No existen los monstruos, pero sí las monstruosidades

Obra de Tim Etiel

En los encuentros que mantuve el curso pasado con motivo de la publicación del ensayo La bondad es el punto más elevado de la inteligencia, una de las cuestiones más recurrentes de quienes asistían era preguntar si el ser humano es bueno o es malo por naturaleza. Es una interrogación que también aparece en las páginas del libro. Es muy sencillo responder a esta cuestión: la pregunta no es pertinente. El ser humano no es ni bueno ni malo, sin embargo sí pueden serlo sus cursos de acción. Conceptualizamos como bueno o malo un acto de acuerdo al daño que causa en los demás y en la convivencia a la que indefectiblemente nos anuda nuestra condición de seres vinculados.  El  mal es la perpetración deliberada de un daño perfectamente evitable, por eso en todo mal hay un componente elevado de gratuidad que acrecienta el halo maléfico del acto mismo. Es gratuito porque ese daño era eludible, pero intencionalmente no se quiso eludir. En contraposición, la ideación del bien señala toda acción encaminada a ampliar el bienestar y el bienser de nuestros semejantes. Lo humano, demasiado humano, es que en unas ocasiones se puede obrar bien, en otras mal, y lo más frecuente es que ambas disposiciones se presenten amalgamadas en porcentajes dispares en ese flujo inacabable de acciones que acaban insertas en un mundo cuajado de ambivalencias. A las personas que anhelan colocarlo todo en rígidos moldes maniqueos les cuesta entender que una persona que se comporta de una manera amable en un círculo de actuación pueda luego conducirse de manera éticamente reprobable en otro. Coligen que quien actúa mal es una mala persona y no tienen reparo en negarle tanto la posibilidad de redimirse como de obrar bien en otras esferas y con otras personas. Es una tranquilizadora forma de negar la resbaladiza existencia de ambigüedad, disonancia y borrosidad en la plástica experiencia humana.

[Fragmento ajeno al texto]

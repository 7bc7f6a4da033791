//! Page route configuration.

use crate::state::AppState;
use crate::web::handlers::index_handler;
use axum::{Router, routing::get};

/// Public page routes.
///
/// # Endpoints
///
/// - `GET /` - Directory page with listings and the submission form
pub fn public_routes() -> Router<AppState> {
    Router::new().route("/", get(index_handler))
}
//! Conversion of raw store records into listing entries.

use crate::domain::entities::{ExternalRecord, ListingEntry};

/// Normalizes a raw record into a [`ListingEntry`].
///
/// Returns `None` when the name, link, or description is missing, not a string,
/// or blank after trimming. The function is pure, so normalizing the same record
/// twice gives the same answer.
pub fn normalize(record: &ExternalRecord) -> Option<ListingEntry> {
    ListingEntry::new(record.name()?, record.link()?, record.description()?)
}

/// Normalizes every record, keeping the input order and dropping the rest.
pub fn normalize_all<'a, I>(records: I) -> Vec<ListingEntry>
where
    I: IntoIterator<Item = &'a ExternalRecord>,
{
    records.into_iter().filter_map(normalize).collect()
}
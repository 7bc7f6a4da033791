//! Listing entry entity rendered on the directory page.

use serde::Serialize;

/// A validated, render-ready directory entry.
///
/// All three fields are non-empty and trimmed. Instances are produced by
/// [`crate::domain::normalizer::normalize`]; there is no way to build one from
/// blank values.
#[derive(Debug, Clone, PartialEq, Eq, Serialize)]
pub struct ListingEntry {
    pub name: String,
    pub link: String,
    pub description: String,
}

impl ListingEntry {
    /// Creates an entry, returning `None` if any field is blank after trimming.
    pub fn new(name: &str, link: &str, description: &str) -> Option<Self> {
        let (name, link, description) = (name.trim(), link.trim(), description.trim());

        if name.is_empty() || link.is_empty() || description.is_empty() {
            return None;
        }

        Some(Self {
            name: name.to_string(),
            link: link.to_string(),
            description: description.to_string(),
        })
    }
}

Siguiendo esta lógica esencialista y maniquea, resulta sencillo tildar de monstruo a quien comete actos monstruosos. Los monstruos no existen, pero sí las conductas que no dudamos en calificar de monstruosas. Cuando Hannah Arendt acudió al juicio en Jerusalem del gerifalte nazi Adolf Eichmann, sobresaltó a la comunidad internacional al considerar que Eichamn no era ningún monstruo, como su espeluznante historial de muertes podía hacer prever, sino una persona muy similar a  cualquier otra que a fuerza de obedecer órdenes había banalizado el mal. Lo monstruoso era constatar que una persona con capacidad de mandar a la muerte a miles de personas operaba con un desarrollo moral equivalente al de una criatura de cinco años (según la taxonomía de Kohlberg). Matar era para él algo ordinario porque su vínculo de subordinación le instaba a someterse a los mandatos de una autoridad vertical y de paso evitar el castigo que supondría la desobediencia. Arendt advirtió que Eichamn no hospedaba ninguna criatura monstruosa en su interior, pero que al estar mal configurado éticamente cometió monstruosidades. La banalidad del mal acuñada por Arendt nacía precisamente de la irreflexión a la que se atuvo Eichamnn. Se saldaba que no había maldad en sus actos, había una escandalosa irreflexión que lo conducía a obedecer órdenes asesinas exonerándose a la vez de responsabilidad alguna. Curiosamente abdicar de pensar le desresponsabilizaba de ser compasivo. Es fácil extrapolar  este mecanismo de comportamiento a las decisiones administrativas y tecnocráticas, a los algoritmos opacos, a las medidas políticas de todo tipo, o a las prácticas corporativas que, sin una intención última de hacer daño, terminan legitimando posturas deshumanizadoras. 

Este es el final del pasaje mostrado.